> What you have to do:
Only one stretch of the listing below is wanted. Give it again exactly, from the line with "let val = 16" through the line with "assert_eq!(word1.dst_sel_y, SelectCode::Y);".

··· Supplied entries ···

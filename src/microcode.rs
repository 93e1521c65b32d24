//! Latte texture-clause microcode formats
//!
//! Texture-fetch instructions are 96 bits (3 x u32 words); control-flow
//! instructions are 64 bits (2 x u32 words). Every field is extracted with
//! the exact mask and shift the hardware defines, and no field is shared
//! across instruction categories.

/// Per-component channel selector
///
/// Four of these accompany every register reference, one per vector
/// component. Only X/Y/Z/W name a channel; `Zero` and `One` force a
/// constant and `Mask` discards the component.
#[repr(u8)]
#[derive(Debug, Clone, Copy, PartialEq, Eq)]
pub enum SelectCode {
    X = 0,
    Y = 1,
    Z = 2,
    W = 3,
    Zero = 4,
    One = 5,
    Reserved = 6,
    Mask = 7,
}

impl From<u32> for SelectCode {
    fn from(v: u32) -> Self {
        match v & 0x7 {
            0 => SelectCode::X,
            1 => SelectCode::Y,
            2 => SelectCode::Z,
            3 => SelectCode::W,
            4 => SelectCode::Zero,
            5 => SelectCode::One,
            6 => SelectCode::Reserved,
            _ => SelectCode::Mask,
        }
    }
}

/// Texture-clause instruction opcodes
#[repr(u8)]
#[derive(Debug, Clone, Copy, PartialEq, Eq, Hash)]
pub enum TexOpcode {
    VtxFetch = 0,
    VtxSemantic = 1,
    Mem = 2,
    Ld = 3,
    GetTextureInfo = 4,
    GetSampleInfo = 5,
    GetCompTexLod = 6,
    GetGradientsH = 7,
    GetGradientsV = 8,
    GetLerp = 9,
    KeepGradients = 10,
    SetGradientsH = 11,
    SetGradientsV = 12,
    Pass = 13,
    SetCubemapIndex = 14,
    Fetch4 = 15,
    Sample = 16,
    SampleL = 17,
    SampleLb = 18,
    SampleLz = 19,
    SampleG = 20,
    SampleGL = 21,
    SampleGLb = 22,
    SampleGLz = 23,
    SampleC = 24,
    SampleCL = 25,
    SampleCLb = 26,
    SampleCLz = 27,
    SampleCG = 28,
    SampleCGL = 29,
    SampleCGLb = 30,
    SampleCGLz = 31,
    SetTextureOffsets = 32,
    Gather4 = 33,
    Gather4O = 34,
    Gather4C = 35,
    Gather4CO = 36,
    GetBufferResinfo = 37,
}

impl TexOpcode {
    /// Decode a raw opcode field, `None` for values outside the ISA table
    pub fn from_raw(v: u32) -> Option<Self> {
        match v {
            0 => Some(TexOpcode::VtxFetch),
            1 => Some(TexOpcode::VtxSemantic),
            2 => Some(TexOpcode::Mem),
            3 => Some(TexOpcode::Ld),
            4 => Some(TexOpcode::GetTextureInfo),
            5 => Some(TexOpcode::GetSampleInfo),
            6 => Some(TexOpcode::GetCompTexLod),
            7 => Some(TexOpcode::GetGradientsH),
            8 => Some(TexOpcode::GetGradientsV),
            9 => Some(TexOpcode::GetLerp),
            10 => Some(TexOpcode::KeepGradients),
            11 => Some(TexOpcode::SetGradientsH),
            12 => Some(TexOpcode::SetGradientsV),
            13 => Some(TexOpcode::Pass),
            14 => Some(TexOpcode::SetCubemapIndex),
            15 => Some(TexOpcode::Fetch4),
            16 => Some(TexOpcode::Sample),
            17 => Some(TexOpcode::SampleL),
            18 => Some(TexOpcode::SampleLb),
            19 => Some(TexOpcode::SampleLz),
            20 => Some(TexOpcode::SampleG),
            21 => Some(TexOpcode::SampleGL),
            22 => Some(TexOpcode::SampleGLb),
            23 => Some(TexOpcode::SampleGLz),
            24 => Some(TexOpcode::SampleC),
            25 => Some(TexOpcode::SampleCL),
            26 => Some(TexOpcode::SampleCLb),
            27 => Some(TexOpcode::SampleCLz),
            28 => Some(TexOpcode::SampleCG),
            29 => Some(TexOpcode::SampleCGL),
            30 => Some(TexOpcode::SampleCGLb),
            31 => Some(TexOpcode::SampleCGLz),
            32 => Some(TexOpcode::SetTextureOffsets),
            33 => Some(TexOpcode::Gather4),
            34 => Some(TexOpcode::Gather4O),
            35 => Some(TexOpcode::Gather4C),
            36 => Some(TexOpcode::Gather4CO),
            37 => Some(TexOpcode::GetBufferResinfo),
            _ => None,
        }
    }
}

/// Texture-fetch word 0
#[derive(Debug, Clone, Copy)]
pub struct TexWord0 {
    pub opcode: u32,            // bits 0-5
    pub bc_frac_mode: bool,     // bit 6
    pub fetch_whole_quad: bool, // bit 7
    pub resource_id: u32,       // bits 8-15
    pub src_gpr: u32,           // bits 16-22
    pub src_rel: bool,          // bit 23
    pub alt_const: bool,        // bit 24
}

impl TexWord0 {
    pub fn decode(val: u32) -> Self {
        Self {
            opcode: val & 0x3F,
            bc_frac_mode: (val >> 6) & 1 != 0,
            fetch_whole_quad: (val >> 7) & 1 != 0,
            resource_id: (val >> 8) & 0xFF,
            src_gpr: (val >> 16) & 0x7F,
            src_rel: (val >> 23) & 1 != 0,
            alt_const: (val >> 24) & 1 != 0,
        }
    }
}

/// Texture-fetch word 1
#[derive(Debug, Clone, Copy)]
pub struct TexWord1 {
    pub dst_gpr: u32,          // bits 0-6
    pub dst_rel: bool,         // bit 7
    pub dst_sel_x: SelectCode, // bits 9-11
    pub dst_sel_y: SelectCode, // bits 12-14
    pub dst_sel_z: SelectCode, // bits 15-17
    pub dst_sel_w: SelectCode, // bits 18-20
    pub lod_bias: u32,         // bits 21-27, signed 4.3 fixed point
    pub coord_type_x: bool,    // bit 28
    pub coord_type_y: bool,    // bit 29
    pub coord_type_z: bool,    // bit 30
    pub coord_type_w: bool,    // bit 31
}

impl TexWord1 {
    pub fn decode(val: u32) -> Self {
        Self {
            dst_gpr: val & 0x7F,
            dst_rel: (val >> 7) & 1 != 0,
            dst_sel_x: SelectCode::from(val >> 9),
            dst_sel_y: SelectCode::from(val >> 12),
            dst_sel_z: SelectCode::from(val >> 15),
            dst_sel_w: SelectCode::from(val >> 18),
            lod_bias: (val >> 21) & 0x7F,
            coord_type_x: (val >> 28) & 1 != 0,
            coord_type_y: (val >> 29) & 1 != 0,
            coord_type_z: (val >> 30) & 1 != 0,
            coord_type_w: (val >> 31) & 1 != 0,
        }
    }

    /// Destination selects in component order
    pub fn dst_sels(&self) -> [SelectCode; 4] {
        [self.dst_sel_x, self.dst_sel_y, self.dst_sel_z, self.dst_sel_w]
    }
}

/// Texture-fetch word 2
#[derive(Debug, Clone, Copy)]
pub struct TexWord2 {
    pub offset_x: u32,         // bits 0-4, signed 4.1 fixed point texels
    pub offset_y: u32,         // bits 5-9
    pub offset_z: u32,         // bits 10-14
    pub sampler_id: u32,       // bits 15-19
    pub src_sel_x: SelectCode, // bits 20-22
    pub src_sel_y: SelectCode, // bits 23-25
    pub src_sel_z: SelectCode, // bits 26-28
    pub src_sel_w: SelectCode, // bits 29-31
}

impl TexWord2 {
    pub fn decode(val: u32) -> Self {
        Self {
            offset_x: val & 0x1F,
            offset_y: (val >> 5) & 0x1F,
            offset_z: (val >> 10) & 0x1F,
            sampler_id: (val >> 15) & 0x1F,
            src_sel_x: SelectCode::from(val >> 20),
            src_sel_y: SelectCode::from(val >> 23),
            src_sel_z: SelectCode::from(val >> 26),
            src_sel_w: SelectCode::from(val >> 29),
        }
    }

    /// Source selects in component order
    pub fn src_sels(&self) -> [SelectCode; 4] {
        [self.src_sel_x, self.src_sel_y, self.src_sel_z, self.src_sel_w]
    }
}

/// A decoded texture-fetch instruction
#[derive(Debug, Clone, Copy)]
pub struct TextureFetchInst {
    pub word0: TexWord0,
    pub word1: TexWord1,
    pub word2: TexWord2,
}

impl TextureFetchInst {
    /// Decode the three instruction words
    pub fn decode(word0: u32, word1: u32, word2: u32) -> Self {
        Self {
            word0: TexWord0::decode(word0),
            word1: TexWord1::decode(word1),
            word2: TexWord2::decode(word2),
        }
    }

    /// The instruction's opcode, `None` for raw values outside the ISA table
    pub fn opcode(&self) -> Option<TexOpcode> {
        TexOpcode::from_raw(self.word0.opcode)
    }
}

/// Control-flow word 0
#[derive(Debug, Clone, Copy)]
pub struct CfWord0 {
    pub addr: u32, // bits 0-31, clause address in instruction words
}

impl CfWord0 {
    pub fn decode(val: u32) -> Self {
        Self { addr: val }
    }
}

/// Control-flow word 1
#[derive(Debug, Clone, Copy)]
pub struct CfWord1 {
    pub pop_count: u32,         // bits 0-2
    pub cf_const: u32,          // bits 3-7
    pub cond: u32,              // bits 8-9
    pub count: u32,             // bits 10-12
    pub call_count: u32,        // bits 13-18
    pub end_of_program: bool,   // bit 21
    pub valid_pixel_mode: bool, // bit 22
    pub cf_inst: u32,           // bits 23-29
    pub whole_quad_mode: bool,  // bit 30
    pub barrier: bool,          // bit 31
}

impl CfWord1 {
    pub fn decode(val: u32) -> Self {
        Self {
            pop_count: val & 0x7,
            cf_const: (val >> 3) & 0x1F,
            cond: (val >> 8) & 0x3,
            count: (val >> 10) & 0x7,
            call_count: (val >> 13) & 0x3F,
            end_of_program: (val >> 21) & 1 != 0,
            valid_pixel_mode: (val >> 22) & 1 != 0,
            cf_inst: (val >> 23) & 0x7F,
            whole_quad_mode: (val >> 30) & 1 != 0,
            barrier: (val >> 31) & 1 != 0,
        }
    }
}

/// A decoded control-flow instruction, the clause descriptor handed to
/// every handler by the instruction-stream walker
#[derive(Debug, Clone, Copy)]
pub struct ControlFlowInst {
    pub word0: CfWord0,
    pub word1: CfWord1,
}

impl ControlFlowInst {
    /// Decode the two control-flow words
    pub fn decode(word0: u32, word1: u32) -> Self {
        Self {
            word0: CfWord0::decode(word0),
            word1: CfWord1::decode(word1),
        }
    }
}

#[cfg(test)]
mod tests {
    use super::*;

    #[test]
    fn test_select_code_decode() {
        assert_eq!(SelectCode::from(0), SelectCode::X);
        assert_eq!(SelectCode::from(1), SelectCode::Y);
        assert_eq!(SelectCode::from(2), SelectCode::Z);
        assert_eq!(SelectCode::from(3), SelectCode::W);
        assert_eq!(SelectCode::from(4), SelectCode::Zero);
        assert_eq!(SelectCode::from(5), SelectCode::One);
        assert_eq!(SelectCode::from(6), SelectCode::Reserved);
        assert_eq!(SelectCode::from(7), SelectCode::Mask);
        // Only the low three bits participate
        assert_eq!(SelectCode::from(8), SelectCode::X);
    }

    #[test]
    fn test_tex_word0_decode() {
        let val = 16 | (1 << 6) | (3 << 8) | (5 << 16) | (1 << 23);
        let word0 = TexWord0::decode(val);
        assert_eq!(word0.opcode, 16);
        assert!(word0.bc_frac_mode);
        assert!(!word0.fetch_whole_quad);
        assert_eq!(word0.resource_id, 3);
        assert_eq!(word0.src_gpr, 5);
        assert!(word0.src_rel);
        assert!(!word0.alt_const);
    }

    #[test]
    fn test_tex_word1_decode() {
        let val = 2 | (1 << 7) | (1 << 12) | (7 << 15) | (7 << 18) | (0x40 << 21);
        let word1 = TexWord1::decode(val);
        assert_eq!(word1.dst_gpr, 2);
        assert!(word1.dst_rel);
        assert_eq!(word1.dst_sel_x, SelectCode::X);
        assert_eq!(word1.dst_sel_y, SelectCode::Y);
        assert_eq!(word1.dst_sel_z, SelectCode::Mask);
        assert_eq!(word1.dst_sel_w, SelectCode::Mask);
        assert_eq!(word1.lod_bias, 0x40);
    }

    #[test]
    fn test_tex_word2_decode() {
        let val = 3 | (1 << 5) | (3 << 15) | (1 << 23) | (2 << 26) | (3u32 << 29);
        let word2 = TexWord2::decode(val);
        assert_eq!(word2.offset_x, 3);
        assert_eq!(word2.offset_y, 1);
        assert_eq!(word2.offset_z, 0);
        assert_eq!(word2.sampler_id, 3);
        assert_eq!(
            word2.src_sels(),
            [SelectCode::X, SelectCode::Y, SelectCode::Z, SelectCode::W]
        );
    }

    #[test]
    fn test_tex_opcode_from_raw() {
        assert_eq!(TexOpcode::from_raw(16), Some(TexOpcode::Sample));
        assert_eq!(TexOpcode::from_raw(19), Some(TexOpcode::SampleLz));
        assert_eq!(TexOpcode::from_raw(24), Some(TexOpcode::SampleC));
        assert_eq!(TexOpcode::from_raw(15), Some(TexOpcode::Fetch4));
        assert_eq!(TexOpcode::from_raw(37), Some(TexOpcode::GetBufferResinfo));
        assert_eq!(TexOpcode::from_raw(38), None);
        assert_eq!(TexOpcode::from_raw(63), None);
    }

    #[test]
    fn test_cf_word1_decode() {
        let val = 5 | (2 << 10) | (1 << 21) | (0x36 << 23) | (1u32 << 31);
        let word1 = CfWord1::decode(val);
        assert_eq!(word1.pop_count, 5);
        assert_eq!(word1.count, 2);
        assert!(word1.end_of_program);
        assert_eq!(word1.cf_inst, 0x36);
        assert!(word1.barrier);
        assert!(!word1.whole_quad_mode);
    }
}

···

> Written response:
        let val = 16 | (1 << 6) | (3 << 8) | (5 << 16) | (1 << 23);
        let word0 = TexWord0::decode(val);
        assert_eq!(word0.opcode, 16);
        assert!(word0.bc_frac_mode);
        assert!(!word0.fetch_whole_quad);
        assert_eq!(word0.resource_id, 3);
        assert_eq!(word0.src_gpr, 5);
        assert!(word0.src_rel);
        assert!(!word0.alt_const);
    }

    #[test]
    fn test_tex_word1_decode() {
        let val = 2 | (1 << 7) | (1 << 12) | (7 << 15) | (7 << 18) | (0x40 << 21);
        let word1 = TexWord1::decode(val);
        assert_eq!(word1.dst_gpr, 2);
        assert!(word1.dst_rel);
        assert_eq!(word1.dst_sel_x, SelectCode::X);
        assert_eq!(word1.dst_sel_y, SelectCode::Y);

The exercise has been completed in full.